NY Times features Sr. of Charity Tracy Kemme
NY Times features Sr. of Charity Tracy Kemme and addresses the question of why the idea of entering religious life seems relevant to young Catholic women.
When Tracy Kemme first got the calling, at age 22, she had an active social life, an internship in Ecuador, and a serious boyfriend. A sparkly blonde with an easy laugh and a penchant for dangly earrings, she had literally never thought about becoming a “woman religious” before—in laymen’s terms, a nun.

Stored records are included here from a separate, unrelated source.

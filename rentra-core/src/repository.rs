//! Trait seams between the booking engine and its stores.
//!
//! The reservation ledger is the only source of truth and the only thing
//! mutated transactionally. The lock, idempotency and cache stores are
//! best-effort accelerants layered on top; any of them can be skipped or
//! lost without breaking correctness.

use crate::error::BookingError;
use crate::reservation::{Reservation, ReservationDraft};
use crate::vehicle::Vehicle;
use async_trait::async_trait;
use chrono::{DateTime, Duration, Utc};
use uuid::Uuid;

#[async_trait]
pub trait VehicleStore: Send + Sync {
    async fn find_by_registration(
        &self,
        registration: &str,
    ) -> Result<Option<Vehicle>, BookingError>;

    async fn list_active(&self) -> Result<Vec<Vehicle>, BookingError>;
}

#[async_trait]
pub trait ReservationStore: Send + Sync {
    /// The transaction manager's critical section. In one atomic unit: load
    /// the vehicle, verify it is rentable, re-run the availability predicate
    /// in the transaction's read view, snapshot the rate, insert the
    /// pending/pending row. Aborts wholesale on any failure.
    async fn create_pending(
        &self,
        draft: &ReservationDraft,
        now: DateTime<Utc>,
        grace: Duration,
    ) -> Result<Reservation, BookingError>;

    async fn find(&self, id: Uuid) -> Result<Option<Reservation>, BookingError>;

    /// Standalone availability check for a window, outside any transaction.
    async fn is_vehicle_available(
        &self,
        vehicle_id: Uuid,
        start: DateTime<Utc>,
        end: DateTime<Utc>,
        now: DateTime<Utc>,
        grace: Duration,
    ) -> Result<bool, BookingError>;

    /// Apply the pending/pending -> confirmed/paid transition.
    ///
    /// Confirming an already-confirmed reservation is a no-op returning the
    /// current row. Confirming an expired or cancelled reservation fails
    /// with [`BookingError::ReconciliationAnomaly`]; it is never silently
    /// resurrected.
    async fn confirm_payment(
        &self,
        id: Uuid,
        external_transaction_id: &str,
    ) -> Result<Reservation, BookingError>;

    async fn set_payment_session(&self, id: Uuid, session_id: &str)
        -> Result<(), BookingError>;

    /// Demote every pending reservation created before `cutoff` to
    /// expired/failed, returning the affected rows. Idempotent.
    async fn expire_stale(
        &self,
        cutoff: DateTime<Utc>,
    ) -> Result<Vec<Reservation>, BookingError>;

    /// Cancel a reservation, only strictly before its start and only from a
    /// non-terminal state. A paid reservation moves to refunded.
    async fn cancel(&self, id: Uuid, now: DateTime<Utc>) -> Result<Reservation, BookingError>;

    async fn list_for_customer(
        &self,
        customer_id: &str,
    ) -> Result<Vec<Reservation>, BookingError>;
}

/// Short-lived per-vehicle mutex. Exactly one concurrent holder; everyone
/// else is told to retry later rather than blocking. The TTL bounds
/// staleness from a crashed holder.
#[async_trait]
pub trait VehicleLock: Send + Sync {
    /// Returns a holder token on success, `None` when already held.
    async fn acquire(
        &self,
        registration: &str,
        ttl_seconds: u64,
    ) -> Result<Option<String>, BookingError>;

    /// Token-checked release: a stale holder must not free a lock that has
    /// expired and been re-acquired by someone else.
    async fn release(&self, registration: &str, token: &str) -> Result<(), BookingError>;
}

/// Deduplicates reservation attempts sharing a fingerprint.
#[async_trait]
pub trait IdempotencyStore: Send + Sync {
    async fn existing(&self, fingerprint: &str) -> Result<Option<Uuid>, BookingError>;

    /// Set-if-absent with TTL, written only after the reservation is
    /// durable so repeated polling resolves to the same row.
    async fn record(
        &self,
        fingerprint: &str,
        reservation_id: Uuid,
        ttl_seconds: u64,
    ) -> Result<(), BookingError>;
}

#[derive(Debug, Clone, Copy, PartialEq, Eq)]
pub enum CacheScope {
    VehicleAvailability,
    CustomerReservations,
    OwnerReservations,
}

/// Evicts stale read caches. Every state change calls this synchronously
/// before reporting success, so the acting party's next read is fresh.
#[async_trait]
pub trait CacheInvalidator: Send + Sync {
    async fn invalidate(&self, scope: CacheScope, id: &str) -> Result<(), BookingError>;
}
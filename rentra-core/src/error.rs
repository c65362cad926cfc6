use uuid::Uuid;

/// Error taxonomy for the booking subsystem.
///
/// `Conflict` and `LockBusy` are deliberately distinct: a conflict means the
/// dates are taken and retrying the same window is pointless, while a busy
/// lock is transient contention and the client should retry shortly.
#[derive(Debug, thiserror::Error)]
pub enum BookingError {
    #[error("invalid date range: {0}")]
    InvalidRange(String),

    #[error("vehicle not found")]
    NotFound,

    #[error("vehicle cannot be booked: {0}")]
    InvalidState(String),

    #[error("vehicle is already booked for the selected window")]
    Conflict,

    #[error("duplicate booking request, resolved to reservation {reservation_id}")]
    Duplicate { reservation_id: Uuid },

    #[error("vehicle is being processed by another request")]
    LockBusy,

    #[error("payment gateway error: {0}")]
    Gateway(String),

    /// Payment confirmed for a reservation that is no longer pending. Never
    /// resolved silently; the caller must surface it for a manual refund.
    #[error("payment for reservation {reservation_id} arrived while {state}; manual refund required")]
    ReconciliationAnomaly {
        reservation_id: Uuid,
        state: String,
        external_ref: Option<String>,
    },

    #[error("storage error: {0}")]
    Store(String),
}

impl BookingError {
    /// True for errors a client may retry without changing the request.
    pub fn is_retryable(&self) -> bool {
        matches!(self, BookingError::LockBusy)
    }
}
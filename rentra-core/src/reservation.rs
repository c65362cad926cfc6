use chrono::{DateTime, Duration, Utc};
use serde::{Deserialize, Serialize};
use std::fmt;
use std::str::FromStr;
use uuid::Uuid;

#[derive(Debug, Clone, Copy, Serialize, Deserialize, PartialEq, Eq)]
#[serde(rename_all = "snake_case")]
pub enum ReservationStatus {
    Pending,
    Confirmed,
    Cancelled,
    Expired,
    Completed,
}

impl ReservationStatus {
    pub fn as_str(&self) -> &'static str {
        match self {
            ReservationStatus::Pending => "pending",
            ReservationStatus::Confirmed => "confirmed",
            ReservationStatus::Cancelled => "cancelled",
            ReservationStatus::Expired => "expired",
            ReservationStatus::Completed => "completed",
        }
    }

    /// Terminal states never transition again. Completion happens outside
    /// this subsystem but still counts as terminal here.
    pub fn is_terminal(&self) -> bool {
        matches!(
            self,
            ReservationStatus::Cancelled | ReservationStatus::Expired | ReservationStatus::Completed
        )
    }
}

impl fmt::Display for ReservationStatus {
    fn fmt(&self, f: &mut fmt::Formatter<'_>) -> fmt::Result {
        f.write_str(self.as_str())
    }
}

impl FromStr for ReservationStatus {
    type Err = String;

    fn from_str(s: &str) -> Result<Self, Self::Err> {
        match s {
            "pending" => Ok(ReservationStatus::Pending),
            "confirmed" => Ok(ReservationStatus::Confirmed),
            "cancelled" => Ok(ReservationStatus::Cancelled),
            "expired" => Ok(ReservationStatus::Expired),
            "completed" => Ok(ReservationStatus::Completed),
            other => Err(format!("unknown reservation status: {other}")),
        }
    }
}

#[derive(Debug, Clone, Copy, Serialize, Deserialize, PartialEq, Eq)]
#[serde(rename_all = "snake_case")]
pub enum PaymentState {
    Pending,
    Paid,
    Failed,
    Refunded,
}

impl PaymentState {
    pub fn as_str(&self) -> &'static str {
        match self {
            PaymentState::Pending => "pending",
            PaymentState::Paid => "paid",
            PaymentState::Failed => "failed",
            PaymentState::Refunded => "refunded",
        }
    }
}

impl fmt::Display for PaymentState {
    fn fmt(&self, f: &mut fmt::Formatter<'_>) -> fmt::Result {
        f.write_str(self.as_str())
    }
}

impl FromStr for PaymentState {
    type Err = String;

    fn from_str(s: &str) -> Result<Self, Self::Err> {
        match s {
            "pending" => Ok(PaymentState::Pending),
            "paid" => Ok(PaymentState::Paid),
            "failed" => Ok(PaymentState::Failed),
            "refunded" => Ok(PaymentState::Refunded),
            other => Err(format!("unknown payment state: {other}")),
        }
    }
}

#[derive(Debug, Clone, Copy, Serialize, Deserialize, PartialEq, Eq)]
#[serde(rename_all = "snake_case")]
pub enum PaymentMethod {
    CreditCard,
    DebitCard,
    Paypal,
    Cash,
}

impl PaymentMethod {
    pub fn as_str(&self) -> &'static str {
        match self {
            PaymentMethod::CreditCard => "credit_card",
            PaymentMethod::DebitCard => "debit_card",
            PaymentMethod::Paypal => "paypal",
            PaymentMethod::Cash => "cash",
        }
    }
}

impl FromStr for PaymentMethod {
    type Err = String;

    fn from_str(s: &str) -> Result<Self, Self::Err> {
        match s {
            "credit_card" => Ok(PaymentMethod::CreditCard),
            "debit_card" => Ok(PaymentMethod::DebitCard),
            "paypal" => Ok(PaymentMethod::Paypal),
            "cash" => Ok(PaymentMethod::Cash),
            other => Err(format!("unknown payment method: {other}")),
        }
    }
}

/// A customer's claim on a vehicle for a half-open window `[start_at, end_at)`.
///
/// `total_price` and `daily_rate_snapshot` are fixed at creation and never
/// recomputed, so later changes to the vehicle's live rate cannot reprice an
/// existing reservation.
#[derive(Debug, Clone, Serialize, Deserialize)]
pub struct Reservation {
    pub id: Uuid,
    pub customer_id: String,
    pub vehicle_id: Uuid,
    pub vehicle_registration: String,
    pub start_at: DateTime<Utc>,
    pub end_at: DateTime<Utc>,
    pub total_price: i64,
    pub daily_rate_snapshot: i64,
    pub status: ReservationStatus,
    pub payment_status: PaymentState,
    pub payment_method: PaymentMethod,
    pub external_session_id: Option<String>,
    pub external_transaction_id: Option<String>,
    pub pickup_location: String,
    pub dropoff_location: String,
    pub created_at: DateTime<Utc>,
    pub updated_at: DateTime<Utc>,
}

impl Reservation {
    /// Deadline by which payment must complete before the reaper reclaims
    /// the vehicle.
    pub fn payment_deadline(&self, grace: Duration) -> DateTime<Utc> {
        self.created_at + grace
    }

    /// Cancellation is allowed only strictly before the rental starts and
    /// only from a non-terminal state.
    pub fn can_cancel(&self, now: DateTime<Utc>) -> bool {
        !self.status.is_terminal() && now < self.start_at
    }
}

/// Input to the transactional create. Price fields are absent on purpose:
/// the repository snapshots the rate inside the same transaction that
/// re-checks availability.
#[derive(Debug, Clone)]
pub struct ReservationDraft {
    pub customer_id: String,
    pub vehicle_registration: String,
    pub start_at: DateTime<Utc>,
    pub end_at: DateTime<Utc>,
    pub payment_method: PaymentMethod,
    pub pickup_location: String,
    pub dropoff_location: String,
}
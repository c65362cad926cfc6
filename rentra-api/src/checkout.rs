use axum::{
    extract::State,
    routing::post,
    Extension, Json, Router,
};
use rentra_core::{BookingError, PaymentState, ReservationStatus};
use serde::{Deserialize, Serialize};
use tracing::info;
use uuid::Uuid;

use crate::error::AppError;
use crate::middleware::auth::CustomerClaims;
use crate::reservations::owned_reservation;
use crate::state::AppState;

pub fn routes() -> Router<AppState> {
    Router::new().route("/v1/checkout", post(create_checkout))
}

#[derive(Debug, Deserialize)]
struct CheckoutRequest {
    reservation_id: Uuid,
}

#[derive(Debug, Serialize)]
struct CheckoutResponse {
    session_id: String,
    /// Customer gets redirected here to pay.
    url: String,
}

/// Open a gateway checkout session for a pending reservation. The amount
/// comes from the stored reservation, never from the request.
async fn create_checkout(
    State(state): State<AppState>,
    Extension(claims): Extension<CustomerClaims>,
    Json(req): Json<CheckoutRequest>,
) -> Result<Json<CheckoutResponse>, AppError> {
    let reservation = owned_reservation(&state, &claims, req.reservation_id).await?;

    if reservation.status != ReservationStatus::Pending
        || reservation.payment_status != PaymentState::Pending
    {
        return Err(BookingError::InvalidState(format!(
            "reservation is {} / {}",
            reservation.status, reservation.payment_status
        ))
        .into());
    }

    let display_name = match state
        .vehicles
        .find_by_registration(&reservation.vehicle_registration)
        .await
    {
        Ok(Some(vehicle)) => vehicle.display_name(),
        _ => format!("Vehicle {}", reservation.vehicle_registration),
    };
    let session = state
        .gateway
        .create_checkout_session(reservation.id, &display_name, reservation.total_price)
        .await?;

    // Recorded before the customer is redirected so the verify endpoint can
    // reconcile even if the webhook never arrives.
    state
        .reservations
        .set_payment_session(reservation.id, &session.id)
        .await?;

    info!(reservation_id = %reservation.id, session_id = %session.id, "checkout session opened");
    Ok(Json(CheckoutResponse {
        session_id: session.id,
        url: session.url,
    }))
}
use async_trait::async_trait;
use redis::{AsyncCommands, RedisResult};
use rentra_core::repository::{CacheInvalidator, CacheScope, IdempotencyStore, VehicleLock};
use rentra_core::BookingError;
use tracing::debug;
use uuid::Uuid;

#[derive(Clone)]
pub struct RedisClient {
    client: redis::Client,
}

fn lock_key(registration: &str) -> String {
    format!("lock:vehicle:{}", registration)
}

fn idempotency_key(fingerprint: &str) -> String {
    format!("idempotency:reservation:{}", fingerprint)
}

impl RedisClient {
    pub async fn new(connection_string: &str) -> Result<Self, redis::RedisError> {
        let client = redis::Client::open(connection_string)?;
        Ok(Self { client })
    }

    /// SET NX EX: exactly one concurrent holder per vehicle registration.
    pub async fn acquire_vehicle_lock(
        &self,
        registration: &str,
        token: &str,
        ttl_seconds: u64,
    ) -> RedisResult<bool> {
        let mut conn = self.client.get_multiplexed_async_connection().await?;
        let result: Option<String> = redis::cmd("SET")
            .arg(lock_key(registration))
            .arg(token)
            .arg("NX")
            .arg("EX")
            .arg(ttl_seconds)
            .query_async(&mut conn)
            .await?;
        Ok(result.is_some())
    }

    /// Compare-and-delete: only the current holder may release. A stale
    /// holder whose lock already expired and was re-acquired gets a no-op.
    pub async fn release_vehicle_lock(&self, registration: &str, token: &str) -> RedisResult<()> {
        let mut conn = self.client.get_multiplexed_async_connection().await?;
        let script = redis::Script::new(
            r#"
            if redis.call("GET", KEYS[1]) == ARGV[1] then
                return redis.call("DEL", KEYS[1])
            else
                return 0
            end
        "#,
        );
        let _: i64 = script
            .key(lock_key(registration))
            .arg(token)
            .invoke_async(&mut conn)
            .await?;
        Ok(())
    }

    pub async fn get_idempotency(&self, fingerprint: &str) -> RedisResult<Option<String>> {
        let mut conn = self.client.get_multiplexed_async_connection().await?;
        conn.get(idempotency_key(fingerprint)).await
    }

    /// NX so a concurrent duplicate cannot overwrite the winner's id.
    pub async fn put_idempotency(
        &self,
        fingerprint: &str,
        reservation_id: &str,
        ttl_seconds: u64,
    ) -> RedisResult<()> {
        let mut conn = self.client.get_multiplexed_async_connection().await?;
        let _: Option<String> = redis::cmd("SET")
            .arg(idempotency_key(fingerprint))
            .arg(reservation_id)
            .arg("NX")
            .arg("EX")
            .arg(ttl_seconds)
            .query_async(&mut conn)
            .await?;
        Ok(())
    }

    /// SCAN + DEL every key matching `pattern`. KEYS would block the server
    /// on large keyspaces.
    pub async fn delete_pattern(&self, pattern: &str) -> RedisResult<u64> {
        let mut conn = self.client.get_multiplexed_async_connection().await?;
        let mut cursor: u64 = 0;
        let mut deleted: u64 = 0;
        loop {
            let (next, keys): (u64, Vec<String>) = redis::cmd("SCAN")
                .arg(cursor)
                .arg("MATCH")
                .arg(pattern)
                .arg("COUNT")
                .arg(100)
                .query_async(&mut conn)
                .await?;
            if !keys.is_empty() {
                let removed: u64 = conn.del(keys).await?;
                deleted += removed;
            }
            cursor = next;
            if cursor == 0 {
                break;
            }
        }
        Ok(deleted)
    }

    pub async fn check_rate_limit(
        &self,
        key: &str,
        limit: i64,
        window_seconds: i64,
    ) -> RedisResult<bool> {
        let mut conn = self.client.get_multiplexed_async_connection().await?;
        let (count,): (i64,) = redis::pipe()
            .atomic()
            .incr(key, 1)
            .expire(key, window_seconds)
            .ignore()
            .query_async(&mut conn)
            .await?;
        Ok(count <= limit)
    }
}

fn store_err(e: redis::RedisError) -> BookingError {
    BookingError::Store(format!("redis: {e}"))
}

#[async_trait]
impl VehicleLock for RedisClient {
    async fn acquire(
        &self,
        registration: &str,
        ttl_seconds: u64,
    ) -> Result<Option<String>, BookingError> {
        let token = Uuid::new_v4().to_string();
        let acquired = self
            .acquire_vehicle_lock(registration, &token, ttl_seconds)
            .await
            .map_err(store_err)?;
        Ok(acquired.then_some(token))
    }

    async fn release(&self, registration: &str, token: &str) -> Result<(), BookingError> {
        self.release_vehicle_lock(registration, token)
            .await
            .map_err(store_err)
    }
}

#[async_trait]
impl IdempotencyStore for RedisClient {
    async fn existing(&self, fingerprint: &str) -> Result<Option<Uuid>, BookingError> {
        let value = self.get_idempotency(fingerprint).await.map_err(store_err)?;
        match value {
            Some(raw) => Uuid::parse_str(&raw)
                .map(Some)
                .map_err(|e| BookingError::Store(format!("bad idempotency value: {e}"))),
            None => Ok(None),
        }
    }

    async fn record(
        &self,
        fingerprint: &str,
        reservation_id: Uuid,
        ttl_seconds: u64,
    ) -> Result<(), BookingError> {
        self.put_idempotency(fingerprint, &reservation_id.to_string(), ttl_seconds)
            .await
            .map_err(store_err)
    }
}

#[async_trait]
impl CacheInvalidator for RedisClient {
    async fn invalidate(&self, scope: CacheScope, id: &str) -> Result<(), BookingError> {
        let pattern = match scope {
            // Listing queries cache filtered vehicle sets; any availability
            // change can affect any of them.
            CacheScope::VehicleAvailability => "cache:vehicles:*".to_string(),
            CacheScope::CustomerReservations => format!("cache:customer:{}:reservations*", id),
            CacheScope::OwnerReservations => format!("cache:owner:{}:reservations*", id),
        };
        let deleted = self.delete_pattern(&pattern).await.map_err(store_err)?;
        debug!(pattern, deleted, "cache invalidated");
        Ok(())
    }
}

“Not at all!” she says remembering her first response to the notion that maybe God had plans for her to work as a Catholic sister. “It was, like, panic, terror, and resistance. It was like, I will do anything, but please not that!”
Fast forward…
Today, at 29, Kemme is a professed Sister of Charity with a commitment to “sustainable living and living in the margins.” She shares close quarters with a few other young Sisters of Charity in a low-income neighborhood of Cincinnati, Ohio, where the group’s mission is to build faith and social justice. One of her jobs is as a Latino Ministry Coordinator, helping to smooth tensions in a nearby parish for Guatemalan families new to the area. You can hear passion in her voice when she speaks of her vocational focus, which includes climate change and immigration.
The question…
But as it happens, Kemme is far from the only 20-something to embark on what had seemed until recently like a declining career choice. Though the Church does not provide recent statistics, a slew of media reports from People Magazine to the New York Times suggest that increasing numbers of Catholic millennials are feeling the call of God in growing numbers across the country. (A recent report in NPR showed a similar jump in enthusiasm among male 20-something Catholics as well; in fact, they’re the only age group whose enrollment in the priesthood has increased rather declined.)
The question is not so much why so many women in our secular age would opt for a religious life, since most Catholic sisters will tell you it’s a mystery and gift to be so chosen. But why now?